Organization and Operations

About Mesa Air Group, Inc.

Headquartered in Phoenix, Arizona, Mesa Air Group, Inc. ("Mesa" or the "Company") is a holding company whose principal subsidiary, Mesa Airlines, Inc. ("Mesa Airlines"), operates as a regional air carrier providing scheduled flight service to 66 cities in 29 states, the District of Columbia and Mexico. As of June 30, 2020, Mesa operated a fleet of 145 aircraft with approximately 175 daily departures and 3,400 employees. Mesa operates all of its flights as either American Eagle or United Express flights pursuant to the terms of the capacity purchase agreements entered into with American Airlines, Inc. (“American”) and United Airlines, Inc. (“United”).
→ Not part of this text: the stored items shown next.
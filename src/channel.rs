//! Groups of sliders, one slider per channel of a color model.
//!
//! Sliders are supplied by the UI toolkit through the [`Slider`] trait. A
//! [`MemorySlider`] is provided for running without a toolkit.

use std::cell::RefCell;
use std::rc::Rc;

use crate::color::clamp_channel;
use crate::models::ColorModel;

/// The slider capability a UI toolkit has to provide.
pub trait Slider {
    /// The current value of the slider.
    fn value(&self) -> i32;

    /// Move the slider to `value`. Fires the value-changed notification
    /// unless notifications are blocked.
    fn set_value(&mut self, value: i32);

    /// Register a callback fired with the new value every time the value
    /// changes while notifications are not blocked.
    fn on_value_changed(&mut self, callback: Box<dyn FnMut(i32)>);

    /// Block or unblock the value-changed notification. Returns whether
    /// notifications were blocked before the call.
    fn block_notifications(&mut self, block: bool) -> bool;
}

/// A channel group shared between the UI layer and a controller.
pub type SharedGroup = Rc<RefCell<ChannelGroup>>;

struct Channel {
    label: String,
    slider: Box<dyn Slider>,
}

/// A bundle of sliders representing the components of one color model.
/// Every value written through the group is clamped to `0..=255`.
#[derive(Default)]
pub struct ChannelGroup {
    channels: Vec<Channel>,
}

impl ChannelGroup {
    /// Create an empty group.
    pub fn new() -> Self {
        Self::default()
    }

    /// Create a group with one labelled slider per channel of `model`. The
    /// `slider` factory is called with each channel label in order.
    pub fn for_model(model: ColorModel, mut slider: impl FnMut(&str) -> Box<dyn Slider>) -> Self {
        let mut group = Self::new();
        for label in model.labels() {
            group.push(*label, slider(label));
        }
        group
    }

    /// Add a slider as the next channel.
    pub fn push(&mut self, label: impl Into<String>, slider: Box<dyn Slider>) {
        self.channels.push(Channel {
            label: label.into(),
            slider,
        });
    }

    /// Wrap the group so it can be shared with a controller.
    pub fn into_shared(self) -> SharedGroup {
        Rc::new(RefCell::new(self))
    }

    /// The number of channels in the group.
    pub fn len(&self) -> usize {
        self.channels.len()
    }

    /// Returns true if the group has no channels.
    pub fn is_empty(&self) -> bool {
        self.channels.is_empty()
    }

    /// The labels of the channels, in channel order.
    pub fn labels(&self) -> impl Iterator<Item = &str> {
        self.channels.iter().map(|c| c.label.as_str())
    }

    /// The current values of the sliders, in channel order.
    pub fn values(&self) -> Vec<i32> {
        self.channels
            .iter()
            .map(|c| clamp_channel(c.slider.value()))
            .collect()
    }

    /// Write one value per channel, in order. Values are clamped, extra
    /// values are ignored and missing values leave their sliders alone.
    pub fn set_values(&mut self, values: &[i32]) {
        self.channels
            .iter_mut()
            .zip(values)
            .for_each(|(channel, value)| channel.slider.set_value(clamp_channel(*value)));
    }

    /// Block or unblock the notifications of every slider. Returns the
    /// previous state of each slider so it can be restored.
    pub fn block_notifications(&mut self, block: bool) -> Vec<bool> {
        self.channels
            .iter_mut()
            .map(|c| c.slider.block_notifications(block))
            .collect()
    }

    /// Restore the states returned by [`ChannelGroup::block_notifications`].
    pub fn restore_notifications(&mut self, previous: &[bool]) {
        self.channels
            .iter_mut()
            .zip(previous)
            .for_each(|(channel, blocked)| {
                channel.slider.block_notifications(*blocked);
            });
    }

    /// Connect `callback` to the value-changed notification of every slider.
    /// The callback receives the channel index and the new value.
    pub(crate) fn connect(&mut self, callback: impl Fn(usize, i32) + Clone + 'static) {
        for (index, channel) in self.channels.iter_mut().enumerate() {
            let callback = callback.clone();
            channel
                .slider
                .on_value_changed(Box::new(move |value| callback(index, value)));
        }
    }
}

#[derive(Default)]
struct SliderState {
    value: i32,
    blocked: bool,
    notifications: usize,
    callbacks: Vec<Box<dyn FnMut(i32)>>,
}

/// A slider that only lives in memory. Clones share the same slider, so the
/// owner of a clone can drag a slider that was handed to a [`ChannelGroup`].
#[derive(Clone, Default)]
pub struct MemorySlider {
    state: Rc<RefCell<SliderState>>,
}

impl MemorySlider {
    /// Create a slider at 0.
    pub fn new() -> Self {
        Self::default()
    }

    /// The current value.
    pub fn get(&self) -> i32 {
        self.state.borrow().value
    }

    /// Returns true while notifications are blocked.
    pub fn is_blocked(&self) -> bool {
        self.state.borrow().blocked
    }

    /// The number of value-changed notifications fired so far.
    pub fn notifications(&self) -> usize {
        self.state.borrow().notifications
    }

    /// Move the slider as if the user dragged it.
    pub fn drag(&self, value: i32) {
        let value = clamp_channel(value);

        let mut callbacks = {
            let mut state = self.state.borrow_mut();
            if state.value == value {
                return;
            }
            state.value = value;
            if state.blocked {
                return;
            }
            state.notifications += 1;
            std::mem::take(&mut state.callbacks)
        };

        // Callbacks are free to read this slider while they run.
        for callback in callbacks.iter_mut() {
            callback(value);
        }

        let mut state = self.state.borrow_mut();
        callbacks.append(&mut state.callbacks);
        state.callbacks = callbacks;
    }
}

impl Slider for MemorySlider {
    fn value(&self) -> i32 {
        self.get()
    }

    fn set_value(&mut self, value: i32) {
        self.drag(value);
    }

    fn on_value_changed(&mut self, callback: Box<dyn FnMut(i32)>) {
        self.state.borrow_mut().callbacks.push(callback);
    }

    fn block_notifications(&mut self, block: bool) -> bool {
        std::mem::replace(&mut self.state.borrow_mut().blocked, block)
    }
}

#[cfg(test)]
mod tests {
    use std::cell::Cell;

    use super::*;

    fn group_of(sliders: &[MemorySlider]) -> ChannelGroup {
        let mut group = ChannelGroup::new();
        for (index, slider) in sliders.iter().enumerate() {
            group.push(format!("c{index}"), Box::new(slider.clone()));
        }
        group
    }

    #[test]
    fn values_are_clamped_on_write() {
        let sliders = [MemorySlider::new(), MemorySlider::new(), MemorySlider::new()];
        let mut group = group_of(&sliders);

        group.set_values(&[300, -10, 255]);
        assert_eq!(group.values(), vec![255, 0, 255]);
        assert_eq!(sliders[0].get(), 255);
        assert_eq!(sliders[1].get(), 0);
    }

    #[test]
    fn missing_and_extra_values() {
        let sliders = [MemorySlider::new(), MemorySlider::new()];
        let mut group = group_of(&sliders);

        group.set_values(&[1, 2, 3]);
        assert_eq!(group.values(), vec![1, 2]);

        group.set_values(&[9]);
        assert_eq!(group.values(), vec![9, 2]);
    }

    #[test]
    fn for_model_labels_channels() {
        let mut created = vec![];
        let group = ChannelGroup::for_model(ColorModel::Cmyk, |label| {
            created.push(label.to_string());
            Box::new(MemorySlider::new())
        });

        assert_eq!(group.len(), 4);
        assert_eq!(
            group.labels().collect::<Vec<_>>(),
            vec!["Cyan", "Magenta", "Yellow", "Key"]
        );
        assert_eq!(created, vec!["Cyan", "Magenta", "Yellow", "Key"]);
    }

    #[test]
    fn slider_notifies_only_on_change() {
        let slider = MemorySlider::new();
        let seen = Rc::new(Cell::new(0));

        let mut handle = slider.clone();
        let counter = seen.clone();
        handle.on_value_changed(Box::new(move |value| counter.set(value)));

        slider.drag(10);
        assert_eq!(seen.get(), 10);
        assert_eq!(slider.notifications(), 1);

        slider.drag(10);
        assert_eq!(slider.notifications(), 1);

        slider.drag(1000);
        assert_eq!(seen.get(), 255);
        assert_eq!(slider.notifications(), 2);
    }

    #[test]
    fn blocked_slider_stays_silent() {
        let mut slider = MemorySlider::new();
        let fired = Rc::new(Cell::new(false));

        let flag = fired.clone();
        slider.on_value_changed(Box::new(move |_| flag.set(true)));

        assert!(!slider.block_notifications(true));
        slider.set_value(42);
        assert_eq!(slider.get(), 42);
        assert!(!fired.get());

        assert!(slider.block_notifications(false));
        slider.set_value(43);
        assert!(fired.get());
    }

    #[test]
    fn callbacks_can_read_the_slider() {
        let slider = MemorySlider::new();
        let seen = Rc::new(Cell::new(0));

        let mut handle = slider.clone();
        let (reader, out) = (slider.clone(), seen.clone());
        handle.on_value_changed(Box::new(move |_| out.set(reader.get())));

        slider.drag(77);
        assert_eq!(seen.get(), 77);

        // The callback survives being invoked.
        slider.drag(78);
        assert_eq!(seen.get(), 78);
    }

    #[test]
    fn connected_callbacks_know_their_channel() {
        let sliders = [MemorySlider::new(), MemorySlider::new(), MemorySlider::new()];
        let mut group = group_of(&sliders);

        let seen = Rc::new(RefCell::new(vec![]));
        let out = seen.clone();
        group.connect(move |channel, value| out.borrow_mut().push((channel, value)));

        sliders[2].drag(30);
        group.set_values(&[5, 0, 30]);

        assert_eq!(*seen.borrow(), vec![(2, 30), (0, 5)]);
    }

    #[test]
    fn block_and_restore_group() {
        let sliders = [MemorySlider::new(), MemorySlider::new()];
        let mut group = group_of(&sliders);

        let mut second = sliders[1].clone();
        second.block_notifications(true);

        let previous = group.block_notifications(true);
        assert_eq!(previous, vec![false, true]);
        assert!(sliders.iter().all(MemorySlider::is_blocked));

        group.restore_notifications(&previous);
        assert!(!sliders[0].is_blocked());
        assert!(sliders[1].is_blocked());
    }
}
The financial arrangements between the Company and its major airline partners involve a revenue-guarantee arrangement (i.e., a "capacity purchase agreement") whereby the major airline pays a monthly guaranteed amount for each aircraft under contract, a fixed fee for each block hour (the number of hours during which the aircraft is in revenue service, measured from the time of gate departure before take-off until the time of gate arrival at the destination) and flight flown and reimbursement of certain direct operating expenses in exchange for providing regional flying. The major airline partners also pay certain expenses directly to suppliers, such as fuel, ground operations and landing fees. Under the terms of these capacity purchase agreements, the major airline controls route selection, pricing and seat inventories, thereby reducing the Company's exposure to fluctuations in passenger traffic, fare levels, and fuel prices.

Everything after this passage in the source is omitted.